Reaction Pathway Tuning between Electron Transfer-Mediated Degradation and Polymerization in Fe-MoS <sub>2</sub> -Based Persulfate Activation System
Taoyun Zhou, Xinru Liu, Ying Liu, Xiaomeng Ran, M. H. Cai, Qiuju Li, Shun Mao
Abstract
Persulfate-based advanced oxidation processes for organic pollutant removal have been reported to proceed through both an electron transfer-based degradation pathway and a polymerization reaction. However, there is an insufficient understanding of the effect of oxidant dosage on the reaction pathway, and the tuning of the reaction pathway between mineralization and polymerization has not yet been reported. In this study, we report an Fe-doped MoS 2 /peroxydisulfate (PDS) system for phenolic compounds (PCs) removal. This system undergoes a high-valent iron pathway and has a faster reaction rate when oxidizing PC with a higher electron donating capability.

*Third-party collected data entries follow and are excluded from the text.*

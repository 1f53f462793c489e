//! Tests for resolved request and response types.

use super::{HttpError, HttpRequest, Response};
use super::test_fixtures::response;

mod http_request {
    use super::*;

    #[test]
    fn new_creates_request_with_method_and_url() {
        let url = url::Url::parse("http://localhost:7070/events.json").unwrap();
        let req = HttpRequest::new(http::Method::DELETE, url.clone());

        assert_eq!(req.method, http::Method::DELETE);
        assert_eq!(req.url, url);
        assert!(req.headers.is_empty());
        assert!(req.body.is_none());
    }

    #[test]
    fn with_header_appends_multiple_values_for_same_name() {
        let url = url::Url::parse("http://localhost:7070/").unwrap();
        let req = HttpRequest::new(http::Method::GET, url)
            .with_header(
                http::header::ACCEPT,
                http::HeaderValue::from_static("application/json"),
            )
            .with_header(http::header::ACCEPT, http::HeaderValue::from_static("*/*"));

        assert_eq!(req.headers.get_all(http::header::ACCEPT).iter().count(), 2);
    }

    #[test]
    fn with_body_sets_body() {
        let url = url::Url::parse("http://localhost:7070/").unwrap();
        let req = HttpRequest::new(http::Method::POST, url).with_body(b"{}".to_vec());

        assert_eq!(req.body.as_deref(), Some(&b"{}"[..]));
    }
}

mod http_response {
    use super::*;

    #[test]
    fn is_success_for_2xx_only() {
        assert!(response(200, "").is_success());
        assert!(response(201, "").is_success());
        assert!(!response(400, "").is_success());
        assert!(!response(500, "").is_success());
    }

    #[test]
    fn body_text_returns_none_for_invalid_utf8() {
        let resp = Response::new(
            http::StatusCode::OK,
            http::HeaderMap::new(),
            vec![0xff, 0xfe],
        );

        assert!(resp.body_text().is_none());
    }

    #[test]
    fn json_decodes_body() {
        let resp = response(201, r#"{"eventId":"abc"}"#);
        let value: serde_json::Value = resp.json().unwrap();

        assert_eq!(value["eventId"], "abc");
    }

    #[test]
    fn json_fails_on_non_json_body() {
        let resp = response(200, "not json");

        assert!(resp.json::<serde_json::Value>().is_err());
    }

    #[test]
    fn error_message_prefers_message_field() {
        let resp = response(400, r#"{"message":"Field entityId is required"}"#);

        assert_eq!(resp.error_message(), "Field entityId is required");
    }

    #[test]
    fn error_message_falls_back_to_body() {
        let resp = response(500, "  boom  ");

        assert_eq!(resp.error_message(), "boom");
    }

    #[test]
    fn error_message_falls_back_to_reason_phrase() {
        let resp = response(401, "");

        assert_eq!(resp.error_message(), "Unauthorized");
    }
}

mod http_error {
    use super::*;

    #[test]
    fn transport_failures_are_retryable() {
        let io = std::io::Error::new(std::io::ErrorKind::ConnectionRefused, "refused");

        assert!(HttpError::Connection(Box::new(io)).is_retryable());
        assert!(HttpError::Timeout.is_retryable());
    }

    #[test]
    fn invalid_url_is_not_retryable() {
        assert!(!HttpError::InvalidUrl("nope".to_string()).is_retryable());
    }

    #[test]
    fn display_includes_cause() {
        let err = HttpError::InvalidUrl("ftp://x".to_string());

        assert_eq!(err.to_string(), "Invalid URL: ftp://x");
    }
}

More importantly, we elucidate that a polymerization reaction exists in the Fe-MoS 2 /PDS system, and the oxidant dosage significantly affects the reaction pathway. Low oxidant dosage facilitates the polymerization reaction process, and high oxidant dosage normally leads to electron transfer-based degradation. It is also found that 2,6-dimethylphenol (DMP), 4-methoxy-phenol (MOP), p -cresol (MP), methylparaben (MeP), and nitrophenol (NP) have a high degree of polymerization trend among the 11 tested PCs, which stems from their polymer products being more easily adsorbed on the catalyst surface. This study demonstrates the wide presence of the polymerization process in the PDS activation system and verifies the impact of oxidant dosage and type of PCs on the transformation of the reaction pathway.